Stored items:
★ ★ ★ ★ ★

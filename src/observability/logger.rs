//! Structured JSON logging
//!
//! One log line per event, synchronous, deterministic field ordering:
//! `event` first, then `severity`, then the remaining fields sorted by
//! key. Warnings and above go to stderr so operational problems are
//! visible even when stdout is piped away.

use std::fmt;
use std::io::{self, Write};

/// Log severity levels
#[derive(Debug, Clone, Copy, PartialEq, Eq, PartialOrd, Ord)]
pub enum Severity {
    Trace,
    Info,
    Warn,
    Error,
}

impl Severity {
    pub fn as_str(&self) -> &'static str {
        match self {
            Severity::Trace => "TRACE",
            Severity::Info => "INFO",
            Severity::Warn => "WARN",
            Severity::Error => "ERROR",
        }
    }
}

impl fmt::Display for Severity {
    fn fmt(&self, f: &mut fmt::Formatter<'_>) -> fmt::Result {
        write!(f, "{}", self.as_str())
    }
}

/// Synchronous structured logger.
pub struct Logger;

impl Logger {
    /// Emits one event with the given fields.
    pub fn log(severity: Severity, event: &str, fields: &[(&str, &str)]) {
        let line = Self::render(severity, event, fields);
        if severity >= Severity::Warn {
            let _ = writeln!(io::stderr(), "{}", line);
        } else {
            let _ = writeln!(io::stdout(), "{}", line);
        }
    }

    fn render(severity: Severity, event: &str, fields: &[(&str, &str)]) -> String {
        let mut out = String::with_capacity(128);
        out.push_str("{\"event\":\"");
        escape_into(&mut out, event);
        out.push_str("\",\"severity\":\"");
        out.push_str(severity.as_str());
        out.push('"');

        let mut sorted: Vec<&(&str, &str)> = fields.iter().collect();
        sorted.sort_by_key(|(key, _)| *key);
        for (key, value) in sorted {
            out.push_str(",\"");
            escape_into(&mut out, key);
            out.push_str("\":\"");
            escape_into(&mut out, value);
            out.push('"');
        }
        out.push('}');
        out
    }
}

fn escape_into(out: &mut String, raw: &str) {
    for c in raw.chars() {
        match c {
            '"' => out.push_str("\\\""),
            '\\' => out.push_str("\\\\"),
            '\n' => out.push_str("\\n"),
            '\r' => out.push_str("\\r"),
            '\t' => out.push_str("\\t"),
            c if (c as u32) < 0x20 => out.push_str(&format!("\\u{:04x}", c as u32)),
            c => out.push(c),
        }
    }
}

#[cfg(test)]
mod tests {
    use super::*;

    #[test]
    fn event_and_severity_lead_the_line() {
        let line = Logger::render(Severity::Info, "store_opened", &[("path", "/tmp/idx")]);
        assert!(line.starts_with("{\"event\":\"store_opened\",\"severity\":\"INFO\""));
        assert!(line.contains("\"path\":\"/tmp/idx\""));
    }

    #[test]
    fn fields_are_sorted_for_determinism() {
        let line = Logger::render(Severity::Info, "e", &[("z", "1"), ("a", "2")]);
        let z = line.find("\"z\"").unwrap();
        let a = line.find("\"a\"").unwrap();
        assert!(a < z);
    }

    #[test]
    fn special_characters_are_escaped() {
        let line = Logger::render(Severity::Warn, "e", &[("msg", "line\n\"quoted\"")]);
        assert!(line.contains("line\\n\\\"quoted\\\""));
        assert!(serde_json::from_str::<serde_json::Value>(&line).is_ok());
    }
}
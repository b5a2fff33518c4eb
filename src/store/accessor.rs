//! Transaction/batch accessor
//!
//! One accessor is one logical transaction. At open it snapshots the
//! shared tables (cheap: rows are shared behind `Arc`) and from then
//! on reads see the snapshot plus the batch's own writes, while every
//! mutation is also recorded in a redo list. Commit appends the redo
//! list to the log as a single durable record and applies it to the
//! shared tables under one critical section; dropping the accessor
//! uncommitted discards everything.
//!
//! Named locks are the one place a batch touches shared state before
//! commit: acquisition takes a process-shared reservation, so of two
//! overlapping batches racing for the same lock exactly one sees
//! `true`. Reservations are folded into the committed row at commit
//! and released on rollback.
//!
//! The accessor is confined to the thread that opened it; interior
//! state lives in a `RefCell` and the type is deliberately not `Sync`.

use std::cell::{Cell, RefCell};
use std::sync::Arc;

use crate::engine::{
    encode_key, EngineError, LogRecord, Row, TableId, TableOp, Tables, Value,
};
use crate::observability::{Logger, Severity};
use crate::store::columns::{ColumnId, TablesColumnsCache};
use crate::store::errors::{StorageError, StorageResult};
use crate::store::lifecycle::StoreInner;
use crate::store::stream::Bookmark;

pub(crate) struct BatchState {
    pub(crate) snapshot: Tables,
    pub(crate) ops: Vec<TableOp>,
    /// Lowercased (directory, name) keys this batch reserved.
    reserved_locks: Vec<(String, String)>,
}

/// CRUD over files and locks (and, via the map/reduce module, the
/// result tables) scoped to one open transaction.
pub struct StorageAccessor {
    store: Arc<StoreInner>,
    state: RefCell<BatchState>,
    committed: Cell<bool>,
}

★ ★ ★ ★ ★

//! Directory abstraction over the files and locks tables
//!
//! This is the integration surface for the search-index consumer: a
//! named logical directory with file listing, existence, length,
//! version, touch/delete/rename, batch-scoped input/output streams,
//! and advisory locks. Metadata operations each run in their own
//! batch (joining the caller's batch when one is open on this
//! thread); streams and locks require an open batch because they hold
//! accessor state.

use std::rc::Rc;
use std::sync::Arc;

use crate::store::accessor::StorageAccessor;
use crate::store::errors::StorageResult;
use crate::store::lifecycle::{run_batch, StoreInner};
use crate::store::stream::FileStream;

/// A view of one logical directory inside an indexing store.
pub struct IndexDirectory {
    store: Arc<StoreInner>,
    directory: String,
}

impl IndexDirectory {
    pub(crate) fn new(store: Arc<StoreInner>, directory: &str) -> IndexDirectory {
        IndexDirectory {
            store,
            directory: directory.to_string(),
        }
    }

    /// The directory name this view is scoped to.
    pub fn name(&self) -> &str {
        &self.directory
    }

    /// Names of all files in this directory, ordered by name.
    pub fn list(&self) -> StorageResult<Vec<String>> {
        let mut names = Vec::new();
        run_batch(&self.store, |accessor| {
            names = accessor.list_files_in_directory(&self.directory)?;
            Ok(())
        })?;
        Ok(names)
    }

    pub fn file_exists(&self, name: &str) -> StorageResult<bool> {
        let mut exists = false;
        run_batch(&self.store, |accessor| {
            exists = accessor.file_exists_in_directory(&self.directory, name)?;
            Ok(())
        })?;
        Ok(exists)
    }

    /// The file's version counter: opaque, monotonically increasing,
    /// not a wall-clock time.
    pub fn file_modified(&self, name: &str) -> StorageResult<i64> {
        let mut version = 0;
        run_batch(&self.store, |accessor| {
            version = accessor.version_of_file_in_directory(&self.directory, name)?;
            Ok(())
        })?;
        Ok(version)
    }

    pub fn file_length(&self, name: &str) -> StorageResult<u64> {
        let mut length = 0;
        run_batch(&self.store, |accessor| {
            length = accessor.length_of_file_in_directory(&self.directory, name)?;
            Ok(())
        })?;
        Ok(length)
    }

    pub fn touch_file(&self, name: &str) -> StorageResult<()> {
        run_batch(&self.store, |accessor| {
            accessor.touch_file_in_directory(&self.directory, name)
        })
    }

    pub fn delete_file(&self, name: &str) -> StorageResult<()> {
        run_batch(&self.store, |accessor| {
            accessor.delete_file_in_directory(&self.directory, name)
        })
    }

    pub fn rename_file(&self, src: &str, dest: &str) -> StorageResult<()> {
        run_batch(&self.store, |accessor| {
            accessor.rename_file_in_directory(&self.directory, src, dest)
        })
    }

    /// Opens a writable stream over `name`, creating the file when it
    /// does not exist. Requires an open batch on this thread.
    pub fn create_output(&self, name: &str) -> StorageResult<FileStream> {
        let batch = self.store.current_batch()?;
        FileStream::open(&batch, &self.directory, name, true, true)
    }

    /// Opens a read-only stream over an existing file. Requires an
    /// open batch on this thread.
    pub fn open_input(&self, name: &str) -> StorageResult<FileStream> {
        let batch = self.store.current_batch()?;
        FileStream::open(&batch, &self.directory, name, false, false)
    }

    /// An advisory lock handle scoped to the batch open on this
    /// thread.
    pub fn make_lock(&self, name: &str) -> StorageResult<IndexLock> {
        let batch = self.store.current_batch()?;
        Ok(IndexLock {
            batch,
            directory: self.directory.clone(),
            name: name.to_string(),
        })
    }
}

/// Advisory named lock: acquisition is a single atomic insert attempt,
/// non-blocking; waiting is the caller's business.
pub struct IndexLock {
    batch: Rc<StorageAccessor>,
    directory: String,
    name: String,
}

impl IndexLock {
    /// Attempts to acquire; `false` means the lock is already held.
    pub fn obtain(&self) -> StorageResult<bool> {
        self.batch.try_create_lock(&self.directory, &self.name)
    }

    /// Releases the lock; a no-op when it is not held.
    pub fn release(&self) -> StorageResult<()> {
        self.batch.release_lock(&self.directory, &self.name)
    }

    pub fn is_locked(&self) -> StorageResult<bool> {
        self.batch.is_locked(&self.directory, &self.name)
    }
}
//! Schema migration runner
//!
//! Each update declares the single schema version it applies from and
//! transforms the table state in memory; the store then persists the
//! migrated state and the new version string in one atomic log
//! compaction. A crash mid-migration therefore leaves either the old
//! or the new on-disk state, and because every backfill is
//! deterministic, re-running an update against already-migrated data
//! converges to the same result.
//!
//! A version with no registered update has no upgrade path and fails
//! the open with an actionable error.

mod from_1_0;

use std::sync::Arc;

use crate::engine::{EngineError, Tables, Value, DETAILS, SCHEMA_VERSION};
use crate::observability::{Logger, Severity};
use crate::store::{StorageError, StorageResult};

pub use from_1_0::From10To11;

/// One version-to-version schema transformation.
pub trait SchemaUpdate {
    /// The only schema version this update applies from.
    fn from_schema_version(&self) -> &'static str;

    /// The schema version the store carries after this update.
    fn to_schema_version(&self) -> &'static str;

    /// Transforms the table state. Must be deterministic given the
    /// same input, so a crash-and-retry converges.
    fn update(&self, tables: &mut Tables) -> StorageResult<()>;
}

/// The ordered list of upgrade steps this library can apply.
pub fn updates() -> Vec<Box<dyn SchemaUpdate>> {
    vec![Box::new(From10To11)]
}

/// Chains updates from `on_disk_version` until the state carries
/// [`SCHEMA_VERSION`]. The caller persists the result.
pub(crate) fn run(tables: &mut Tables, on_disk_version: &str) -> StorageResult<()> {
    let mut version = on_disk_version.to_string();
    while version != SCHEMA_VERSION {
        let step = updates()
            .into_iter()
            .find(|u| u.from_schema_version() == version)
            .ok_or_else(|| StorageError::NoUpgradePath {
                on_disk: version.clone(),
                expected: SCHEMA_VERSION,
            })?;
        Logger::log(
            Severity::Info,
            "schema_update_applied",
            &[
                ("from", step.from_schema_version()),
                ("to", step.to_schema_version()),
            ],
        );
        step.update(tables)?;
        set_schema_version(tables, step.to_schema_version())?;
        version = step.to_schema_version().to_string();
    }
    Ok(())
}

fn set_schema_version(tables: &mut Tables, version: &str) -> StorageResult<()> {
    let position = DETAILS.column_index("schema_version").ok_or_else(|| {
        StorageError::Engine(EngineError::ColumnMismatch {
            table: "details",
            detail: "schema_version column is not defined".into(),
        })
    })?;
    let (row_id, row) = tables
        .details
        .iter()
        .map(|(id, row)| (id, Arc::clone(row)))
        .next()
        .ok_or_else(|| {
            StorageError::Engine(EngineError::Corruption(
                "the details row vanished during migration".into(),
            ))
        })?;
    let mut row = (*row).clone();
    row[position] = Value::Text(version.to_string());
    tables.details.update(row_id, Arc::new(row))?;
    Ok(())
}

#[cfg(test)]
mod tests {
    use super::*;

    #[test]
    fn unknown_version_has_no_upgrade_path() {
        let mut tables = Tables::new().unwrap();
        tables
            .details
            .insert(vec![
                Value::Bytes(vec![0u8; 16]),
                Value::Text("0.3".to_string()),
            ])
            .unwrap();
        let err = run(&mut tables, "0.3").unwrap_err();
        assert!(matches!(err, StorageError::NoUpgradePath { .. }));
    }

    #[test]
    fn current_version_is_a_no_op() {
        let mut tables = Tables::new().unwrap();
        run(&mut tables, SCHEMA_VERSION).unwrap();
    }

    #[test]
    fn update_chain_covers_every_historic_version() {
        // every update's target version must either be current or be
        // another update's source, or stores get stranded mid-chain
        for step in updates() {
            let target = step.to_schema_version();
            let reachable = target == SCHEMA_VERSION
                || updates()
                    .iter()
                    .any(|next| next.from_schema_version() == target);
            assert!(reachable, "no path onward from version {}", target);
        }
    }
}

★ ★ ★ ★ ★

Look back at the entries above and repeat, unchanged, every line from the line holding "version, touch/delete/rename, batch-scoped" through the line holding "pub(crate) fn new(store: Arc<StoreInner>, directory: &str)".

■ **Answer space**:
//! version, touch/delete/rename, batch-scoped input/output streams,
//! and advisory locks. Metadata operations each run in their own
//! batch (joining the caller's batch when one is open on this
//! thread); streams and locks require an open batch because they hold
//! accessor state.

use std::rc::Rc;
use std::sync::Arc;

use crate::store::accessor::StorageAccessor;
use crate::store::errors::StorageResult;
use crate::store::lifecycle::{run_batch, StoreInner};
use crate::store::stream::FileStream;

/// A view of one logical directory inside an indexing store.
pub struct IndexDirectory {
    store: Arc<StoreInner>,
    directory: String,
}

impl IndexDirectory {
    pub(crate) fn new(store: Arc<StoreInner>, directory: &str) -> IndexDirectory {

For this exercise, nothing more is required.